I love trading options. My goal is to interest you in using options to make your investing more enjoyable, more profitable, and less risky.

I’m not trying to sell newsletter subscriptions or encourage you to buy costly software. This blog is for options education and discussion. If want to know more about me, look here.

Please participate by posting questions and comments or send e-mail, and we’ll build a blog where option rookies gain enough information to trade confidently and profitably.

I offer no get-rich-quick schemes. I believe in education – and that means I want to encourage visitors to understand how options work before investing their money.I’ll help you do just that. There’s no need for costly seminars that cost thousands of dollars.

I encourage you to open a paper-trading account with a broker and practice trading options without using real money.But please trade as if it were real money, or you will not gain useful experience.

Let’s get started.

The options world has its own vocabulary – something I refer to as Optionspeak. When I mention a word or phrase whose definition may not be clear to you, I’ll provide a definition or example. Here’s a more complete .

An option is a contract between two people:a buyer and a seller. The price the buyer pays to the seller is called the premium.When an investor buys an option, he pays the premium, and in return, accumulates rights. Those rights are temporary and expire on a date specified in the option contract.

When an investor sells an option, she collects the premium, and in return, accepts temporary obligations.

There are two types of options: Calls and Puts

A call option gives its owner the right to buy 100 shares of a specific stock (called the underlying asset) at a specific price (called the strike price) for a limited time (until the expiration date).

A put option gives its owner the right to sell 100 shares of a specific stock at a specific price for a limited time.

If an option owner elects to buy (sell) those shares, the option owner is said to exercise the option.

That’s all there is to it.Options are easy to understand – and you have been using them for years.Did you ever go to a store to buy a sale item, only to discover that the item was out of stock?Did you get a rain check from the customer service department?If yes, then you are familiar with options, because the rain check is a call option.

That rain check gives you the right to come back to the store to buy that sale item (underlying asset) at the sale price (strike price). The rain check has an expiration date, after which it is no longer valid.The supermarket gave you that rain check at no cost. Thus, you “bought” the option by paying a premium of zero.

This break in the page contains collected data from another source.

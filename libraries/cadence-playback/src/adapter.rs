//! Audio output adapter
//!
//! The engine holds no audio. A platform supplies an [`AudioOutput`]
//! (an HTML audio element, a native decoder, a test recorder) and an
//! [`OutputDriver`] keeps it in step with the engine:
//!
//! ```text
//!   PlaybackManager ──sync()──▶ OutputDriver ──load/play/pause/seek──▶ AudioOutput
//!          ▲                        │
//!          └── on_time_update / on_ended / on_load_error (generation-checked)
//! ```
//!
//! Loads are asynchronous on most platforms. Every load gets a new
//! generation number and the output tags its callbacks with it, so
//! callbacks from a song that was skipped before it finished loading are
//! dropped instead of advancing the wrong song.

use crate::error::Result;
use crate::manager::PlaybackManager;
use std::time::Duration;
use tracing::{debug, warn};

/// Platform audio output
///
/// Implementors render one song at a time. `load` may complete
/// asynchronously; progress, end-of-song and failures are reported back
/// through [`OutputDriver`] together with the generation passed to `load`.
pub trait AudioOutput {
    /// Start loading the audio at `audio_url`
    fn load(&mut self, audio_url: &str, generation: u64) -> Result<()>;

    /// Start or resume rendering
    fn play(&mut self) -> Result<()>;

    /// Pause rendering
    fn pause(&mut self) -> Result<()>;

    /// Jump to `position` in the loaded song
    fn seek(&mut self, position: Duration) -> Result<()>;

    /// Set output level (0.0-1.0)
    fn set_volume(&mut self, level: f32) -> Result<()>;
}

/// What the driver last told the output
#[derive(Debug, Clone, Default)]
struct AppliedState {
    song_epoch: u64,
    seek_epoch: u64,
    song_id: Option<String>,
    is_playing: bool,
    gain: Option<f32>,
}

/// Keeps an [`AudioOutput`] in step with a [`PlaybackManager`]
pub struct OutputDriver<O: AudioOutput> {
    output: O,

    /// Generation of the most recent load
    generation: u64,

    applied: AppliedState,

    /// Applied song epoch whose end (or failure) has already advanced the engine
    handled_epoch: Option<u64>,
}

impl<O: AudioOutput> OutputDriver<O> {
    /// Wrap a platform output
    pub fn new(output: O) -> Self {
        Self {
            output,
            generation: 0,
            applied: AppliedState::default(),
            handled_epoch: None,
        }
    }

    /// Apply the engine's current state to the output
    ///
    /// Only differences since the last sync are sent: a new song is loaded,
    /// a restarted song is sought back to zero and played again if the
    /// engine is playing, then seek, volume and play/pause follow.
    pub fn sync(&mut self, engine: &PlaybackManager) -> Result<()> {
        if engine.song_epoch() != self.applied.song_epoch {
            self.applied.song_epoch = engine.song_epoch();
            // A (re)start supersedes any seek made before it
            self.applied.seek_epoch = engine.seek_epoch();

            match engine.current_song() {
                Some(song) if self.applied.song_id.as_deref() != Some(song.id.as_str()) => {
                    self.generation += 1;
                    debug!(song_id = %song.id, generation = self.generation, "Loading song");
                    self.applied.song_id = Some(song.id.clone());
                    self.applied.is_playing = false;
                    self.output.load(&song.audio_url, self.generation)?;
                }
                Some(_) => {
                    // An output that reached the end has stopped on its own
                    self.applied.is_playing = false;
                    self.output.seek(engine.current_time())?;
                }
                None => {
                    // Invalidate callbacks from whatever was loaded
                    self.generation += 1;
                    self.applied.song_id = None;
                }
            }
        }

        if engine.seek_epoch() != self.applied.seek_epoch {
            self.applied.seek_epoch = engine.seek_epoch();
            self.output.seek(engine.current_time())?;
        }

        let gain = engine.gain();
        if self.applied.gain != Some(gain) {
            self.output.set_volume(gain)?;
            self.applied.gain = Some(gain);
        }

        let playing = engine.is_playing() && engine.current_song().is_some();
        if playing != self.applied.is_playing {
            if playing {
                self.output.play()?;
            } else {
                self.output.pause()?;
            }
            self.applied.is_playing = playing;
        }

        Ok(())
    }

    /// Periodic progress from the output
    ///
    /// Returns `false` when the callback belongs to an older load.
    pub fn on_time_update(
        &self,
        engine: &mut PlaybackManager,
        generation: u64,
        position: Duration,
    ) -> bool {
        if !self.is_current(generation) {
            return false;
        }
        engine.set_current_time(position);
        true
    }

    /// Duration reported once the output has read the song's metadata
    pub fn on_duration(
        &self,
        engine: &mut PlaybackManager,
        generation: u64,
        duration: Duration,
    ) -> bool {
        if !self.is_current(generation) {
            return false;
        }
        engine.set_duration(duration);
        true
    }

    /// End of song
    ///
    /// Advances the engine at most once per song start; repeated or stale
    /// notifications are ignored. Returns whether the engine was advanced.
    pub fn on_ended(&mut self, engine: &mut PlaybackManager, generation: u64) -> bool {
        if !self.is_current(generation) || !self.claim_epoch() {
            return false;
        }
        engine.next_song();
        true
    }

    /// The output failed to load or decode the current song
    ///
    /// Logged, then either skipped (`advance_on_load_error`) or paused.
    pub fn on_load_error(
        &mut self,
        engine: &mut PlaybackManager,
        generation: u64,
        message: &str,
    ) -> bool {
        if !self.is_current(generation) {
            return false;
        }

        let song_id = engine.current_song().map(|song| song.id.clone());
        warn!(?song_id, generation, error = message, "Audio failed to load");

        if engine.config().advance_on_load_error {
            if !self.claim_epoch() {
                return false;
            }
            engine.next_song();
        } else {
            engine.set_is_playing(false);
        }
        true
    }

    /// Generation of the most recent load
    pub fn generation(&self) -> u64 {
        self.generation
    }

    /// Borrow the platform output
    pub fn output(&self) -> &O {
        &self.output
    }

    /// Mutably borrow the platform output
    pub fn output_mut(&mut self) -> &mut O {
        &mut self.output
    }

    /// Unwrap the platform output
    pub fn into_inner(self) -> O {
        self.output
    }

    fn is_current(&self, generation: u64) -> bool {
        if generation == self.generation {
            true
        } else {
            debug!(
                generation,
                current = self.generation,
                "Dropping callback from a stale load"
            );
            false
        }
    }

    /// Claim the song start the output is currently rendering
    ///
    /// Keyed on the last applied epoch, so a second notification that
    /// arrives before the next `sync` is still recognised as a duplicate.
    fn claim_epoch(&mut self) -> bool {
        let epoch = self.applied.song_epoch;
        if self.handled_epoch == Some(epoch) {
            debug!(epoch, "End of song already handled");
            return false;
        }
        self.handled_epoch = Some(epoch);
        true
    }
}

Consider an automobile insurance policy.When you pay the premium to buy collision insurance, you are buying the right to sell your car (underlying asset) to the insurance company for the strike price (the amount for which the car is insured) if it’s “totaled” in an accident – as long as the accident occurs before the expiration date. Thus, the insurance policy is similar to a put option (there are subtle differences).

When we use options in the stock market, the underlying asset is 100 shares of stock or an ETF.Options on stock indexes, such as the S&P 500 index can also be bought and sold, but we will separate the discussion because those options have some important, subtle differences.